--- INPUT DATA ---
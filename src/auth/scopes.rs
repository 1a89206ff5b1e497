//! Access scope sets.
//!
//! This module provides [`RequiredScopes`], the ordered list of scopes the
//! proxy insists on, and [`GrantedScopes`], the set the platform reports for
//! the configured access token.

use serde::{Serialize, Serializer};
use std::collections::HashSet;
use std::convert::Infallible;
use std::fmt;
use std::str::FromStr;

/// The scopes an access token must hold before any query is forwarded.
///
/// Parsing splits on commas, trims whitespace, discards empty entries and
/// drops duplicates while keeping the first occurrence, so the order of the
/// configured list is preserved for reporting.
///
/// # Example
///
/// ```rust
/// use shopify_graphql_proxy::auth::{GrantedScopes, RequiredScopes};
///
/// let required: RequiredScopes = "read_orders, read_products,,read_orders".parse().unwrap();
/// assert_eq!(required.as_slice(), ["read_orders", "read_products"]);
///
/// let granted = GrantedScopes::from(vec!["read_products".to_string()]);
/// assert_eq!(required.missing_from(&granted), vec!["read_orders".to_string()]);
/// ```
#[derive(Clone, Debug, PartialEq, Eq, Default)]
pub struct RequiredScopes {
    scopes: Vec<String>,
}

impl RequiredScopes {
    /// Scopes required when `SHOPIFY_REQUIRED_SCOPES` is not set.
    pub const DEFAULT: &'static str = "read_products,read_orders";

    /// Creates an empty scope list.
    #[must_use]
    pub fn new() -> Self {
        Self::default()
    }

    /// Returns `true` if no scopes are required.
    #[must_use]
    pub fn is_empty(&self) -> bool {
        self.scopes.is_empty()
    }

    /// Returns the scopes in configured order.
    #[must_use]
    pub fn as_slice(&self) -> &[String] {
        &self.scopes
    }

    /// Returns the required scopes that are not in `granted`.
    ///
    /// The result keeps the configured order. An empty result means every
    /// required scope is granted.
    #[must_use]
    pub fn missing_from(&self, granted: &GrantedScopes) -> Vec<String> {
        self.scopes
            .iter()
            .filter(|scope| !granted.contains(scope))
            .cloned()
            .collect()
    }

    fn push(&mut self, scope: &str) {
        let scope = scope.trim();
        if !scope.is_empty() && !self.scopes.iter().any(|s| s == scope) {
            self.scopes.push(scope.to_string());
        }
    }
}

impl FromStr for RequiredScopes {
    type Err = Infallible;

    fn from_str(s: &str) -> Result<Self, Self::Err> {
        let mut required = Self::new();
        for scope in s.split(',') {
            required.push(scope);
        }
        Ok(required)
    }
}

impl<S: AsRef<str>> FromIterator<S> for RequiredScopes {
    fn from_iter<I: IntoIterator<Item = S>>(iter: I) -> Self {
        let mut required = Self::new();
        for scope in iter {
            required.push(scope.as_ref());
        }
        required
    }
}

impl fmt::Display for RequiredScopes {
    fn fmt(&self, f: &mut fmt::Formatter<'_>) -> fmt::Result {
        f.write_str(&self.scopes.join(","))
    }
}

impl Serialize for RequiredScopes {
    fn serialize<S>(&self, serializer: S) -> Result<S::Ok, S::Error>
    where
        S: Serializer,
    {
        self.scopes.serialize(serializer)
    }
}

/// The scopes the platform reports as granted to the current access token.
///
/// Entries are trimmed and empty entries are discarded. No implied scopes are
/// added: a granted `write_orders` does not satisfy a required `read_orders`
/// unless the platform also lists `read_orders`.
#[derive(Clone, Debug, PartialEq, Eq, Default)]
pub struct GrantedScopes {
    scopes: HashSet<String>,
}

impl GrantedScopes {
    /// Returns `true` if `scope` was granted.
    #[must_use]
    pub fn contains(&self, scope: &str) -> bool {
        self.scopes.contains(scope)
    }

    /// Returns the number of granted scopes.
    #[must_use]
    pub fn len(&self) -> usize {
        self.scopes.len()
    }

    /// Returns `true` if nothing was granted.
    #[must_use]
    pub fn is_empty(&self) -> bool {
        self.scopes.is_empty()
    }
}

impl From<Vec<String>> for GrantedScopes {
    fn from(scopes: Vec<String>) -> Self {
        scopes.into_iter().collect()
    }
}

impl<S: AsRef<str>> FromIterator<S> for GrantedScopes {
    fn from_iter<I: IntoIterator<Item = S>>(iter: I) -> Self {
        let scopes = iter
            .into_iter()
            .map(|s| s.as_ref().trim().to_string())
            .filter(|s| !s.is_empty())
            .collect();
        Self { scopes }
    }
}
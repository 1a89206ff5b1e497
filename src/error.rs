//! Configuration error types for the Shopify GraphQL proxy.
//!
//! This module contains the error type returned while resolving and
//! validating proxy configuration.
//!
//! # Error Handling
//!
//! All configuration constructors return `Result<T, ConfigError>` to enable
//! fail-fast validation. Error messages are designed to be clear and actionable
//! and name the environment variable involved where there is one.
//!
//! # Example
//!
//! ```rust
//! use shopify_graphql_proxy::{AccessToken, ConfigError};
//!
//! let result = AccessToken::new("");
//! assert!(matches!(result, Err(ConfigError::EmptyAccessToken)));
//! ```

use thiserror::Error;

/// Errors that can occur while resolving proxy configuration.
///
/// Each variant provides a clear, actionable error message.
#[derive(Debug, Error, Clone, PartialEq, Eq)]
pub enum ConfigError {
    /// A required configuration value is absent or empty.
    #[error("Missing configuration: '{field}' must be set to a non-empty value.")]
    MissingConfiguration {
        /// The name of the missing field (usually the environment variable).
        field: &'static str,
    },

    /// Access token cannot be empty.
    #[error("Access token cannot be empty. Please provide a valid Shopify Admin API access token.")]
    EmptyAccessToken,

    /// Shared secret cannot be empty.
    #[error("Shared secret cannot be empty. Unset it to disable request authentication.")]
    EmptySharedSecret,

    /// The required scope list names no scopes.
    #[error("Required scopes '{value}' name no scopes. List them comma-separated (e.g., 'read_orders,read_products') or unset it to use the default.")]
    EmptyRequiredScopes {
        /// The value that was provided.
        value: String,
    },

    /// Shop domain is invalid.
    #[error("Invalid shop domain '{domain}'. Expected format: 'shop-name', 'shop-name.myshopify.com' or a custom host name.")]
    InvalidShopDomain {
        /// The invalid domain that was provided.
        domain: String,
    },

    /// API version is invalid.
    #[error("Invalid API version '{version}'. Expected format: 'YYYY-MM' (e.g., '2025-10') or 'unstable'.")]
    InvalidApiVersion {
        /// The invalid version string that was provided.
        version: String,
    },

    /// Host URL is invalid.
    #[error("Invalid host URL '{url}'. Please provide a valid URL with scheme (e.g., 'https://proxy.example.com').")]
    InvalidHostUrl {
        /// The invalid URL that was provided.
        url: String,
    },

    /// Server port is invalid.
    #[error("Invalid port '{value}'. Expected a number between 0 and 65535.")]
    InvalidPort {
        /// The invalid port value that was provided.
        value: String,
    },

    /// A JSON-valued configuration entry could not be used.
    #[error("Invalid value for '{field}': {reason}")]
    InvalidJson {
        /// The name of the offending field.
        field: &'static str,
        /// Why the value was rejected.
        reason: String,
    },
}
//! GraphQL-specific error types.
//!
//! - [`GraphqlError::Http`]: Wraps underlying HTTP errors
//! - [`GraphqlError::Execution`]: The platform accepted the call but reported
//!   query-level errors in the response body
//!
//! # Example
//!
//! ```rust,ignore
//! use shopify_graphql_proxy::clients::graphql::{GraphqlClient, GraphqlError};
//!
//! match client.execute("query { shop { name } }", None, None).await {
//!     Ok(data) => println!("Data: {data}"),
//!     Err(GraphqlError::Execution { errors }) => println!("GraphQL errors: {errors}"),
//!     Err(GraphqlError::Http(e)) => println!("HTTP error: {e}"),
//! }
//! ```

use crate::clients::HttpError;
use thiserror::Error;

/// Error type for GraphQL API operations.
///
/// A response whose `errors` array is non-empty is always an error, even when
/// the same response also carries `data`.
///
/// # Example
///
/// ```rust
/// use shopify_graphql_proxy::clients::graphql::GraphqlError;
/// use shopify_graphql_proxy::clients::{HttpError, HttpResponseError};
///
/// let http_error = HttpError::Response(HttpResponseError {
///     code: 401,
///     message: r#"{"error":"Unauthorized"}"#.to_string(),
///     error_reference: None,
/// });
/// let graphql_error: GraphqlError = http_error.into();
/// assert!(graphql_error.to_string().contains("Unauthorized"));
/// ```
#[derive(Debug, Error)]
pub enum GraphqlError {
    /// An HTTP-level error occurred.
    #[error(transparent)]
    Http(#[from] HttpError),

    /// The response carried a non-empty `errors` array.
    #[error("GraphQL execution failed: {errors}")]
    Execution {
        /// The serialized `errors` array, verbatim.
        errors: String,
    },
}
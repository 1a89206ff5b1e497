use shopify_graphql_proxy::config::{ProxyConfig, SystemEnvironment};
use shopify_graphql_proxy::logging;
use shopify_graphql_proxy::proxy::Proxy;
use shopify_graphql_proxy::server::{self, ServerConfig, ServerError};

#[actix_web::main]
async fn main() -> Result<(), ServerError> {
    logging::init();

    let env = SystemEnvironment;
    let config = ProxyConfig::resolve(&env)?;
    let server_config = ServerConfig::resolve(&env)?;

    server::run(server_config, Proxy::new(config)?).await
}
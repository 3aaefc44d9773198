//! Media server account directory.
//!
//! The directory is the system of record for account permissions. The
//! engine reads accounts fresh on every run and writes the policy back in a
//! single call.

pub mod jellyfin;
pub mod memory;

use async_trait::async_trait;
use serde::{Deserialize, Serialize};
use uuid::Uuid;

use crate::error::SyncResult;
use crate::models::{Library, TargetPermissionState};

pub use jellyfin::JellyfinDirectory;
pub use memory::InMemoryAccountDirectory;

/// Authentication provider recorded on accounts created by this service.
pub const EXTERNAL_AUTH_PROVIDER_ID: &str = "Guildlink.DiscordAuthProvider";

/// Account permission policy in the media server's wire shape.
///
/// Fields this service does not manage are carried in `extra` so a policy
/// write never drops them.
#[derive(Debug, Clone, PartialEq, Default, Serialize, Deserialize)]
#[serde(rename_all = "PascalCase")]
pub struct AccountPolicy {
    #[serde(default)]
    pub is_administrator: bool,
    #[serde(default)]
    pub is_disabled: bool,
    #[serde(default)]
    pub enable_content_deletion: bool,
    #[serde(default)]
    pub enable_all_folders: bool,
    #[serde(default)]
    pub enabled_folders: Vec<String>,
    #[serde(default, skip_serializing_if = "Option::is_none")]
    pub authentication_provider_id: Option<String>,
    #[serde(flatten)]
    pub extra: serde_json::Map<String, serde_json::Value>,
}

impl AccountPolicy {
    /// Write every field of an eligible target state.
    pub fn apply_target(&mut self, target: &TargetPermissionState) {
        self.is_administrator = target.is_administrator;
        self.enable_content_deletion = target.can_delete_content;
        self.enable_all_folders = target.all_libraries_visible;
        self.enabled_folders = target.visible_library_ids.iter().cloned().collect();
        self.is_disabled = target.is_disabled;
    }
}

/// A media server account.
#[derive(Debug, Clone, PartialEq, Serialize, Deserialize)]
#[serde(rename_all = "PascalCase")]
pub struct Account {
    pub id: Uuid,
    pub name: String,
    #[serde(default)]
    pub policy: AccountPolicy,
}

/// User directory of the media server.
#[async_trait]
pub trait AccountDirectory: Send + Sync {
    async fn find_by_id(&self, id: Uuid) -> SyncResult<Option<Account>>;

    /// Look an account up by name, matched the way the media server matches
    /// login names (case-insensitive).
    async fn find_by_name(&self, name: &str) -> SyncResult<Option<Account>>;

    /// Create an account with the given password credential.
    async fn create(&self, name: &str, password: &str) -> SyncResult<Account>;

    async fn rename(&self, id: Uuid, name: &str) -> SyncResult<()>;

    /// Replace the whole policy of an account in one write.
    async fn update_policy(&self, id: Uuid, policy: &AccountPolicy) -> SyncResult<()>;

    /// Libraries currently defined on the server.
    async fn libraries(&self) -> SyncResult<Vec<Library>>;
}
---
▸ EXERCISE
The lines above that hold "logging" are the result; show every one of them.

▸ OUTPUT OF THE TASK
use shopify_graphql_proxy::logging;
    logging::init();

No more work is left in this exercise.